Tanpa sadar, aku menarik novel itu terlalu kencang dan berhasil merebutnya. Namun, satu tangan Ghifani masih memegang kover bagian belakang novel. Saat aku menariknya ... 'sreet!'

Kertas kover bagian bagian belakang robek sebagian. Itu sebelum Ghifani dengan sengaja menariknya, membuat robekan bertambah lebar dan akhirnya robek seutuhnya.

"Kamu, sih!" ujar Ghifani, melihatku dengan tatapan menyalahkan.

Aku tidak menjawab, sementara pupilku membulat sempurna. Tanpa aba-aba, aku langsung menjambak rambut Ghifani yang panjangnya sebahu dengan kencang sampai-sampai beberapa helainya rontok. Kedua tangannya meraba tanganku, memberontak meminta dilepaskan. Begitu juga dengan Nur yang segera menghampiri dan mencoba melerai.

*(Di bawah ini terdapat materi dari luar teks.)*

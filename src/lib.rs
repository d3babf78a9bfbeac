// -- Lint policy ---------------------------------------------------------
// This is the single source of truth for crate-wide lints.

// Broad lint groups
#![deny(clippy::all)]
#![deny(clippy::pedantic)]
#![deny(clippy::nursery)]
// Documentation
#![deny(missing_docs)]
#![deny(rustdoc::broken_intra_doc_links)]
#![deny(rustdoc::private_intra_doc_links)]
#![deny(rustdoc::bare_urls)]
// No panicking in library code
#![deny(clippy::unwrap_used)]
#![deny(clippy::expect_used)]
#![deny(clippy::panic)]
#![deny(clippy::todo)]
#![deny(clippy::unimplemented)]
// No debug/print artifacts
#![deny(clippy::dbg_macro)]
#![deny(clippy::print_stdout)]
#![deny(clippy::print_stderr)]
// Import hygiene
#![deny(clippy::wildcard_imports)]
// Unused / redundant code
#![deny(unused_results)]
#![deny(unused_qualifications)]
// Cast hygiene
#![deny(trivial_casts)]
#![deny(trivial_numeric_casts)]

//! First-person fly camera for real-time 3D viewers.
//!
//! Flycam owns the viewpoint math a renderer needs each frame (a world
//! position, a yaw/pitch orientation, and a zoomable field of view) plus
//! the input plumbing that drives it: cursor-delta tracking, held movement
//! keys, and configurable key bindings.
//!
//! The host application keeps the window, the event loop, and the GPU; this
//! crate never blocks and never touches a device. Once per frame the host
//! feeds pending events to an [`InputProcessor`], drains a [`FrameInput`],
//! applies it through a [`camera::controller::CameraController`], and reads
//! back the view/projection matrices (or the packed
//! [`camera::core::CameraUniform`]) for its uniform uploads.
//!
//! # Key entry points
//!
//! - [`camera::core::Camera`] - the camera value type
//! - [`camera::controller::CameraController`] - per-frame driver
//! - [`input::InputProcessor`] - raw events in, one [`FrameInput`] out
//! - [`options::Options`] - TOML-backed tuning and key bindings
//!
//! With the `viewer` feature enabled, the `viewer` module converts winit
//! window events into the crate's platform-agnostic [`InputEvent`]s.

pub mod camera;
mod error;
pub mod input;
pub mod options;
pub mod util;
#[cfg(feature = "viewer")]
pub mod viewer;

pub use error::FlycamError;
pub use input::{FrameInput, InputEvent, InputProcessor, KeyBindings, MoveAction};
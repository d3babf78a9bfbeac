use web_time::Instant;

/// Monotonic per-frame delta-time source.
///
/// [`tick`](Self::tick) returns the seconds elapsed since the previous
/// tick (the first tick measures from construction). The result feeds the
/// movement mutators as their `dt`; hosts with their own frame timing can
/// skip this entirely.
#[derive(Debug, Clone)]
pub struct FrameClock {
    last: Instant,
}

impl Default for FrameClock {
    fn default() -> Self {
        Self::new()
    }
}

impl FrameClock {
    /// Start the clock; the first tick measures from here.
    #[must_use]
    pub fn new() -> Self {
        Self {
            last: Instant::now(),
        }
    }

    /// Seconds since the previous tick.
    pub fn tick(&mut self) -> f32 {
        let now = Instant::now();
        let dt = now.duration_since(self.last).as_secs_f32();
        self.last = now;
        dt
    }
}
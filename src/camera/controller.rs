use glam::{Mat4, Vec2};

use crate::camera::core::{Camera, CameraUniform, DEFAULT_FRONT, DEFAULT_POSITION};
use crate::input::{FrameInput, MoveAction};
use crate::options::CameraOptions;

/// Per-frame driver binding a [`Camera`] to the input protocol.
///
/// Owns what the camera deliberately does not: the viewport aspect ratio,
/// the near/far clip planes, and the staged [`CameraUniform`]. The host
/// drives it in a strict per-frame order: feed events to the input
/// processor, [`apply`](Self::apply) the drained frame, then read the
/// matrices or [`update_uniform`](Self::update_uniform) for upload.
pub struct CameraController {
    /// The driven camera. Public so hosts can read state or apply
    /// out-of-band moves; the invariants live inside [`Camera`] itself.
    pub camera: Camera,

    aspect: f32,
    znear: f32,
    zfar: f32,
    uniform: CameraUniform,
}

impl CameraController {
    /// Build a controller from configuration at the default pose.
    #[must_use]
    pub fn new(options: &CameraOptions, aspect: f32) -> Self {
        let camera = Camera::new(options.fov, DEFAULT_POSITION, DEFAULT_FRONT)
            .with_tuning(options.move_speed, options.look_sensitivity);

        let mut uniform = CameraUniform::new();
        uniform.update(&camera, aspect, options.znear, options.zfar);

        Self {
            camera,
            aspect,
            znear: options.znear,
            zfar: options.zfar,
            uniform,
        }
    }

    /// Recompute the aspect ratio from physical pixel dimensions.
    pub fn resize(&mut self, width: u32, height: u32) {
        self.aspect = width as f32 / height as f32;
    }

    /// Apply one frame's worth of input.
    ///
    /// Movement first (each held action once, displaced by the camera's
    /// fixed speed times `dt`), then the look delta, then the scroll zoom.
    /// Movement therefore uses the orientation the frame started with.
    pub fn apply(&mut self, frame: &FrameInput, dt: f32) {
        if frame.is_held(MoveAction::Forward) {
            self.camera.move_forward(dt);
        }
        if frame.is_held(MoveAction::Backward) {
            self.camera.move_backward(dt);
        }
        if frame.is_held(MoveAction::Left) {
            self.camera.move_left(dt);
        }
        if frame.is_held(MoveAction::Right) {
            self.camera.move_right(dt);
        }
        if frame.look != Vec2::ZERO {
            self.camera.look(frame.look);
        }
        if frame.scroll != 0.0 {
            self.camera.zoom(frame.scroll);
        }
    }

    /// World-to-eye transform for the current pose.
    #[must_use]
    pub fn build_view(&self) -> Mat4 {
        self.camera.build_view()
    }

    /// Eye-to-clip transform using the stored aspect and clip planes.
    #[must_use]
    pub fn build_projection(&self) -> Mat4 {
        self.camera.build_projection(self.aspect, self.znear, self.zfar)
    }

    /// Refresh the staged uniform from the current camera state and
    /// return it for upload.
    pub fn update_uniform(&mut self) -> &CameraUniform {
        self.uniform
            .update(&self.camera, self.aspect, self.znear, self.zfar);
        &self.uniform
    }

    /// Current viewport aspect ratio (width / height).
    #[must_use]
    pub fn aspect(&self) -> f32 {
        self.aspect
    }
}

Tetapi aku tidak peduli. Begitu tanganku melepaskan jambakan, refleks aku menbanting-banting meja di sekitar dan entah bagaimana, tubuh mungil Ghifani tertiban salah satu meja dan terjatuh ke lantai. Di saat yang bersamaan, rombongan teman sekelas yang baru memasuki kelas mematung di pintu dengan wajah terkejut.

Lalu ... aku pun tersadar.

Untuk pertama dan terakhir kalinya, emosiku menjadi tidak terkendali dan berakhir melukai seseorang.

Aduh, harusnya aku tetap ikuti kata-kata Ayah untuk menahan amarah dan tidak bermain fisik, karena sekarang, banyak anak-anak yang menyalahkan dan menghakimiku.